### Stored items
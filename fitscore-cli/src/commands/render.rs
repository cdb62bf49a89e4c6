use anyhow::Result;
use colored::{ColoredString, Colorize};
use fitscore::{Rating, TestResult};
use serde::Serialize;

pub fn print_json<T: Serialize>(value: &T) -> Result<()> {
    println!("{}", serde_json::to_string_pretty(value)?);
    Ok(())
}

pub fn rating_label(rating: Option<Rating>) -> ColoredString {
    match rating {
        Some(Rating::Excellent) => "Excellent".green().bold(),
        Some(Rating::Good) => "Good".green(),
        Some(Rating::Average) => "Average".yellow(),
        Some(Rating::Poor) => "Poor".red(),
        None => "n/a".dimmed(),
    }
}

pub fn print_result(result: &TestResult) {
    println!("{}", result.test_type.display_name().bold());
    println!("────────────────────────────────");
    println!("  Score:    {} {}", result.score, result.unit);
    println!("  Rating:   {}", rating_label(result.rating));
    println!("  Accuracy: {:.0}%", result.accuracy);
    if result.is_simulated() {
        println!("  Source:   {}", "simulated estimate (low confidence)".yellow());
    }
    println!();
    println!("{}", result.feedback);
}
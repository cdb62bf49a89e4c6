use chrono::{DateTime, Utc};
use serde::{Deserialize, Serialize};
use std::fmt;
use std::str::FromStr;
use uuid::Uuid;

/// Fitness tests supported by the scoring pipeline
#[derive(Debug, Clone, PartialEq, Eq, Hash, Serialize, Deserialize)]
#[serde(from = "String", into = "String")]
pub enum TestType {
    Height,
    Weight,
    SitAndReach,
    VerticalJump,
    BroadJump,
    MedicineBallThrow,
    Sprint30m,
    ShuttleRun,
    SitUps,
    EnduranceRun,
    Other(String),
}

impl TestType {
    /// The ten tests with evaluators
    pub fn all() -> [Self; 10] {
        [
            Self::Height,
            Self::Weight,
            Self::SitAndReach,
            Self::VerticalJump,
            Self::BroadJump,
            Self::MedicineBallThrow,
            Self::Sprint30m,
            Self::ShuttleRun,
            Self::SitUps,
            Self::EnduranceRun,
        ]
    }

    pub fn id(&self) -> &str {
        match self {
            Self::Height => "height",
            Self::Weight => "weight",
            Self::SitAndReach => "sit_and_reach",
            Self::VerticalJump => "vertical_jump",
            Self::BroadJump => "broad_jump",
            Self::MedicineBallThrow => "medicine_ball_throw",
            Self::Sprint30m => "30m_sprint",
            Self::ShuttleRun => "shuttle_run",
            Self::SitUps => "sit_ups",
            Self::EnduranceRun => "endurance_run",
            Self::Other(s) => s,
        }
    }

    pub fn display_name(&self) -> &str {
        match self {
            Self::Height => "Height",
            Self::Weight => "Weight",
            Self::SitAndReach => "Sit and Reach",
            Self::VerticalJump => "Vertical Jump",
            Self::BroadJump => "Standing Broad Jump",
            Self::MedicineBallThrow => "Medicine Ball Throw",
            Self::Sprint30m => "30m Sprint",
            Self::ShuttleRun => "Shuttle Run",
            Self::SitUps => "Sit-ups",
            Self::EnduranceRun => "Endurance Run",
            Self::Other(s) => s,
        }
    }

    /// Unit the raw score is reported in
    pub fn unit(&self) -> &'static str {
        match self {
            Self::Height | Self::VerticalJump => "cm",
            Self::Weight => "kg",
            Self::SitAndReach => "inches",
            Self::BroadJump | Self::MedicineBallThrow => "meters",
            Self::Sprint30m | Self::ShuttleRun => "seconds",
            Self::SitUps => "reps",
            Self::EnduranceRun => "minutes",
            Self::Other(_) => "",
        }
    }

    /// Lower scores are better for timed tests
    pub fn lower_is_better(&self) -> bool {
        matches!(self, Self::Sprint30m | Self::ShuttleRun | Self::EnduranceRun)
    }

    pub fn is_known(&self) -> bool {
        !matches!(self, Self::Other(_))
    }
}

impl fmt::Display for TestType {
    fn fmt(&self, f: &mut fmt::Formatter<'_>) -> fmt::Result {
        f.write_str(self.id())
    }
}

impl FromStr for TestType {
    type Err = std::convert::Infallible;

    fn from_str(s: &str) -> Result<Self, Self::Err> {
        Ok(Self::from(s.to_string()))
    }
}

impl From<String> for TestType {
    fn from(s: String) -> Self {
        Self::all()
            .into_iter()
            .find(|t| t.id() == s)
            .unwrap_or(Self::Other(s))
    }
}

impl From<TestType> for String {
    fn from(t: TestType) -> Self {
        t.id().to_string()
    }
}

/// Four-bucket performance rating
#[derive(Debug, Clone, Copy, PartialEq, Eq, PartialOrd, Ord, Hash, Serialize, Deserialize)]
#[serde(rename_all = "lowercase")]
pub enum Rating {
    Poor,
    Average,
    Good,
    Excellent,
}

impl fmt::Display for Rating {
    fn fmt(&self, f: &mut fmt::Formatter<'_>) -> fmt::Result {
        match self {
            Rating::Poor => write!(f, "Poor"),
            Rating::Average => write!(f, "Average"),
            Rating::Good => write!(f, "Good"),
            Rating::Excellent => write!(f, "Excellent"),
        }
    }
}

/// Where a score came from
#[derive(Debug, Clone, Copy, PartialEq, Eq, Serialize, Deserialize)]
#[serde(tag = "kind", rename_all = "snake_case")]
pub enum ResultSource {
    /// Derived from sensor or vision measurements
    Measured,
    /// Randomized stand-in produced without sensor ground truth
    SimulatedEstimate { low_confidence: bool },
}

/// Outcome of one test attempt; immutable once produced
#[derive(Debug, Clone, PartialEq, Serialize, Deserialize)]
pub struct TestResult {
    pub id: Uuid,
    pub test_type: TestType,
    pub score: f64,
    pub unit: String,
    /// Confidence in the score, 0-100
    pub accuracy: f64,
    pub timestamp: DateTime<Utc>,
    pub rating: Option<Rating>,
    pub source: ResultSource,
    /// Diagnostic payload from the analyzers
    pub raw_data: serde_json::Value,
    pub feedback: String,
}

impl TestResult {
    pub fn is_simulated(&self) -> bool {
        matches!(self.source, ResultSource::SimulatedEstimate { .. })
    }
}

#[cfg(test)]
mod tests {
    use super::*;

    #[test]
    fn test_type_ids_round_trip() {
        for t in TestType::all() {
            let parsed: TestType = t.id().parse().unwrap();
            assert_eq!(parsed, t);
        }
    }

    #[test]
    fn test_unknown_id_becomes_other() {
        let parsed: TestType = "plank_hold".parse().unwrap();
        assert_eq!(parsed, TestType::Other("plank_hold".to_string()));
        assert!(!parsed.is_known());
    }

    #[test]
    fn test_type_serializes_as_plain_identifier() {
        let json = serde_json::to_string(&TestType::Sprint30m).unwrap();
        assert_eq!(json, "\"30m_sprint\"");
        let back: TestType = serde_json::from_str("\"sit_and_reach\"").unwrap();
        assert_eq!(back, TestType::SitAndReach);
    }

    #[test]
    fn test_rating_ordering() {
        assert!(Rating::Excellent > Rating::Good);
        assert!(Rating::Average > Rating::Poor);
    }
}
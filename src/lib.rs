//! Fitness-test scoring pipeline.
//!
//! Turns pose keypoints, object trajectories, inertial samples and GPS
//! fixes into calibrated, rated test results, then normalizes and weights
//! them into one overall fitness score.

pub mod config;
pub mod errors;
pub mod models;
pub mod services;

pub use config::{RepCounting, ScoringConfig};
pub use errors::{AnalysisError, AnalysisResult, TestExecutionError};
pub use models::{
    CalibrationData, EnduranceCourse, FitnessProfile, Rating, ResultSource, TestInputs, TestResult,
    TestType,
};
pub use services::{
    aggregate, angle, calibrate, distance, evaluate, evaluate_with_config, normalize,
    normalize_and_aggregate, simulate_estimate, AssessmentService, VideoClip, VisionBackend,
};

* * *

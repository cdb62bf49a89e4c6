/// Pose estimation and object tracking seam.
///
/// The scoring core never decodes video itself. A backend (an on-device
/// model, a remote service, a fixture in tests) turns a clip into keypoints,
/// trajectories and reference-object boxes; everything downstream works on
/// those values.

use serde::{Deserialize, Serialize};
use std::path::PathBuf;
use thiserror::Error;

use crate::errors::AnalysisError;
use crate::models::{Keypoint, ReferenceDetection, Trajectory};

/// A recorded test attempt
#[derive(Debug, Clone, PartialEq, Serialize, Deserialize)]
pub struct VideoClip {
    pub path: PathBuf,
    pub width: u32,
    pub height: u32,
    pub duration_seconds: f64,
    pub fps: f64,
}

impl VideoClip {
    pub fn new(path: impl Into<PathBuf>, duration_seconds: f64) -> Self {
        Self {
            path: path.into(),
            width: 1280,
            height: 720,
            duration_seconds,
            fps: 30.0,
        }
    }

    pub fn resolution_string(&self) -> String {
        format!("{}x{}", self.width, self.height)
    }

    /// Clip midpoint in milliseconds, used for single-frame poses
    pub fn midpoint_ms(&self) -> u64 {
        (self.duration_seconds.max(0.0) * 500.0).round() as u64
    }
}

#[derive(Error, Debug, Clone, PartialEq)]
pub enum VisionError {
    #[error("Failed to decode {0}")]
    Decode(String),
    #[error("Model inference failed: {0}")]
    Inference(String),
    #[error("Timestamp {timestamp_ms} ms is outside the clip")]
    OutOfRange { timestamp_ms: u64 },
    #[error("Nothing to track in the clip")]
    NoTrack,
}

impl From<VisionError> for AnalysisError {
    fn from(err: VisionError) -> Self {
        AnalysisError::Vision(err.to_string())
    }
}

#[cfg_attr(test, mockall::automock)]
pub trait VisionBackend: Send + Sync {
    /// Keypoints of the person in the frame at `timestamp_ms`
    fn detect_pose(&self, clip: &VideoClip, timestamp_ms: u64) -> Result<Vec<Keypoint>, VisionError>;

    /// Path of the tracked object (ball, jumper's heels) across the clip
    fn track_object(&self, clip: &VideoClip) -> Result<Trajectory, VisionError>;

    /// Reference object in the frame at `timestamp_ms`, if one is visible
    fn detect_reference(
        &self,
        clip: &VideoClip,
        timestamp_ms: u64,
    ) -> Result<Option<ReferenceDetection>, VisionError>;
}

* * *

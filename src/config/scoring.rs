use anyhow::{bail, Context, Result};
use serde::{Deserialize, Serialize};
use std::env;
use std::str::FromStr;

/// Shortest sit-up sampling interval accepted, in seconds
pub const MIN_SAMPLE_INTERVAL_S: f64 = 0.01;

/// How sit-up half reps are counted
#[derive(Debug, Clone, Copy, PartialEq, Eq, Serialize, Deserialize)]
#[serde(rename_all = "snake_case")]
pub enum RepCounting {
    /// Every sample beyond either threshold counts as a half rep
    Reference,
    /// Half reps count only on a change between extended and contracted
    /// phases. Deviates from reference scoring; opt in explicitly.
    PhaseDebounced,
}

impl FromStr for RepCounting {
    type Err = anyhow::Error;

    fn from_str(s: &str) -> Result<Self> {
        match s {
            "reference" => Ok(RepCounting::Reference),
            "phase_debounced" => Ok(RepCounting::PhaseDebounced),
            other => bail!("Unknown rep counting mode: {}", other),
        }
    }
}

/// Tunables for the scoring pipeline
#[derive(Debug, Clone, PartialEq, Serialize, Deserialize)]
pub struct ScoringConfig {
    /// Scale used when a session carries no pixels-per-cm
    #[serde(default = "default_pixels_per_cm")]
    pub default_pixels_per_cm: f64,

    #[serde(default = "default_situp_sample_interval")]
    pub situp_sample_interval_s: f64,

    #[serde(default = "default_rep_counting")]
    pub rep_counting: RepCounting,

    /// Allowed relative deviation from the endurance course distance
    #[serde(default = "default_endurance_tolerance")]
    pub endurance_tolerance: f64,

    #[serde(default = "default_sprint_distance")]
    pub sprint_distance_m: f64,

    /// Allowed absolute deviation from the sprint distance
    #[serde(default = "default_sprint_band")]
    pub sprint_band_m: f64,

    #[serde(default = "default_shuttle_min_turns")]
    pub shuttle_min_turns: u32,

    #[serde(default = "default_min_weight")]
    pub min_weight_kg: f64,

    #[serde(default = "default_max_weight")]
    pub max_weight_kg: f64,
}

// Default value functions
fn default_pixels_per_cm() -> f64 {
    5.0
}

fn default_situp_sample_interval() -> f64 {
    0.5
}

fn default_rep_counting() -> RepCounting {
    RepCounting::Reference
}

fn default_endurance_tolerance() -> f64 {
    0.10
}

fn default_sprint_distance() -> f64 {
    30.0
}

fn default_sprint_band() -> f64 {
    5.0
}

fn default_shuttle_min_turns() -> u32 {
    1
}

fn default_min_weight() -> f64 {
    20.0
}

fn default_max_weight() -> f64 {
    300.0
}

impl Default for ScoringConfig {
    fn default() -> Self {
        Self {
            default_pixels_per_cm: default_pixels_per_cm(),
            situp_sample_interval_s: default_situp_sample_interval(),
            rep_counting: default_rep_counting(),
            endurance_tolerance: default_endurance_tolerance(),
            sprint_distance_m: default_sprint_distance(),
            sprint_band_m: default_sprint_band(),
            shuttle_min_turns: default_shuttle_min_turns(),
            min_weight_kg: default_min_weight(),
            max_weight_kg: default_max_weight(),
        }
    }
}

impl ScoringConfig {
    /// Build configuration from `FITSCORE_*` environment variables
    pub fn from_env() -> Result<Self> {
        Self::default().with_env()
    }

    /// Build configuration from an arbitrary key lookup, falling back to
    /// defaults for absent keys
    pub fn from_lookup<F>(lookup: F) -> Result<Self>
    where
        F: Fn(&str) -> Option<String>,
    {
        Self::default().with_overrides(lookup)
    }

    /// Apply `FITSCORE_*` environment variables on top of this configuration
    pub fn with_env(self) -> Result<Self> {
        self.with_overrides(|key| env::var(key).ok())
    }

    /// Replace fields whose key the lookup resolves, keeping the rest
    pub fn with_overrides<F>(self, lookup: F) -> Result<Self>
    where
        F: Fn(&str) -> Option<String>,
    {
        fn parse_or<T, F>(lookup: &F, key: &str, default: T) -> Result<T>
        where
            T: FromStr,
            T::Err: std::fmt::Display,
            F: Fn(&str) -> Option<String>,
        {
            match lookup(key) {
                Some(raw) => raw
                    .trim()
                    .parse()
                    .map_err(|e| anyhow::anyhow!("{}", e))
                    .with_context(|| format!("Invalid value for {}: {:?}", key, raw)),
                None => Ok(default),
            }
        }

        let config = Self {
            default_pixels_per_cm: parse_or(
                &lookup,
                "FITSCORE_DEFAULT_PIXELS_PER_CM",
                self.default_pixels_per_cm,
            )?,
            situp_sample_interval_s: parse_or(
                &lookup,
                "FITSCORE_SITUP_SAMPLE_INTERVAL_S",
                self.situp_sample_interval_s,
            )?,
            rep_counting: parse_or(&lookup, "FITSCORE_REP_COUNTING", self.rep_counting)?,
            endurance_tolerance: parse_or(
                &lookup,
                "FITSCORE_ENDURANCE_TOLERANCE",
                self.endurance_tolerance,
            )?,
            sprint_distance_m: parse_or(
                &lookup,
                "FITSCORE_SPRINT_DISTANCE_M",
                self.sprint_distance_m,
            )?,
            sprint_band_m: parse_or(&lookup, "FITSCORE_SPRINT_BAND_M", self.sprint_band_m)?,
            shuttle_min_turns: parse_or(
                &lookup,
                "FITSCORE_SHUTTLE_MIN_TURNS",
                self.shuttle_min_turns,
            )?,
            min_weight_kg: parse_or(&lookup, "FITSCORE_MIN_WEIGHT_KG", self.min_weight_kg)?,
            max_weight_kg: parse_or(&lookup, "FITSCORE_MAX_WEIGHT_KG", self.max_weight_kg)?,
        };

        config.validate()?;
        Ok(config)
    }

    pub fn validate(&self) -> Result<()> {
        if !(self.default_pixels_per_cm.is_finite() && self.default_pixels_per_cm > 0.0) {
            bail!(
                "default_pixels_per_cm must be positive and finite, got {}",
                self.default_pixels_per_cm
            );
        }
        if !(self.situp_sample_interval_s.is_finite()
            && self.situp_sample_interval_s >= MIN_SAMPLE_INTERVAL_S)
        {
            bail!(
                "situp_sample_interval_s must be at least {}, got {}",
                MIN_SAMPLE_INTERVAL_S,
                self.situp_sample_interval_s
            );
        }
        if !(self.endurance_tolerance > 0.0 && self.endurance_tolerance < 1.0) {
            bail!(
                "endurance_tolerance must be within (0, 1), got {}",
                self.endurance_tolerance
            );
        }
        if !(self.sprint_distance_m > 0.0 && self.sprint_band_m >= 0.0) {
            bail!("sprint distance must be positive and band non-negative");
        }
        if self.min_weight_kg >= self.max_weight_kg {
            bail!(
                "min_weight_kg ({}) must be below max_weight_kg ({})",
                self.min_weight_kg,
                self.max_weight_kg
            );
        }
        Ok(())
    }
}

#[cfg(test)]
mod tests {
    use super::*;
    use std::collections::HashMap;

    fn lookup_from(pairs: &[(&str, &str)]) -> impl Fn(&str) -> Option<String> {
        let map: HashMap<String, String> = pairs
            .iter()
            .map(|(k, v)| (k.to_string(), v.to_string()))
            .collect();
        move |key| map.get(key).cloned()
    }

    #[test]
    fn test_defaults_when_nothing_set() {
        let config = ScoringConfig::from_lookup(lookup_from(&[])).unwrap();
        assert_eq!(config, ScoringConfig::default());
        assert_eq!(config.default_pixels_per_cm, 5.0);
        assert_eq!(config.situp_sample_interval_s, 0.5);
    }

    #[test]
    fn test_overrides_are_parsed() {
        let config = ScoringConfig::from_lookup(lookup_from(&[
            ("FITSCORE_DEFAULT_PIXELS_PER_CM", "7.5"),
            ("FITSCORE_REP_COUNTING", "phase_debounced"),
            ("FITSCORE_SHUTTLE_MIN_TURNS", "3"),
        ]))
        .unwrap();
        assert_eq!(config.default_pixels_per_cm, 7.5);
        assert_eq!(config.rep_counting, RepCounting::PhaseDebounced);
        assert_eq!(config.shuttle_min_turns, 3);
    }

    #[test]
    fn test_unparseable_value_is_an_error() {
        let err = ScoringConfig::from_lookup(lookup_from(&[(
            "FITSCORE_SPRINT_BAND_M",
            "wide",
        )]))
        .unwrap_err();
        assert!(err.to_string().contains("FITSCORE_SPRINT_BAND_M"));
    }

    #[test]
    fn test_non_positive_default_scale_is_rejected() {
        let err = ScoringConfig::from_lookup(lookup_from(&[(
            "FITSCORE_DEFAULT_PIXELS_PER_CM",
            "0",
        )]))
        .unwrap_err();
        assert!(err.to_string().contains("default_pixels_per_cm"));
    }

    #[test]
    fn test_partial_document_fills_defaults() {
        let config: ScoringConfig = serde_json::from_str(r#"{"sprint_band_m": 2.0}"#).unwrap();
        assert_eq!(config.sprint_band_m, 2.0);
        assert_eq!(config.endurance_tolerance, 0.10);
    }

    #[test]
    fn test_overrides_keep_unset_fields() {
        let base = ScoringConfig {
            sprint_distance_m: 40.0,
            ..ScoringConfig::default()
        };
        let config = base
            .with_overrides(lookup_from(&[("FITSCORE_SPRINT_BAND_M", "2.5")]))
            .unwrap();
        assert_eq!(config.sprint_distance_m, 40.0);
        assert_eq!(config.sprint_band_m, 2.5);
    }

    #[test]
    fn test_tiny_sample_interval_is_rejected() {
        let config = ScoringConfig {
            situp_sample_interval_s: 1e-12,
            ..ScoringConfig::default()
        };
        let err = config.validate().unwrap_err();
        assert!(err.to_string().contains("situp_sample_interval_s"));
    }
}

### ACTIVITY
Show all lines above holding "produced".

### TASK OUTPUT
    /// Randomized stand-in produced without sensor ground truth
/// Outcome of one test attempt; immutable once produced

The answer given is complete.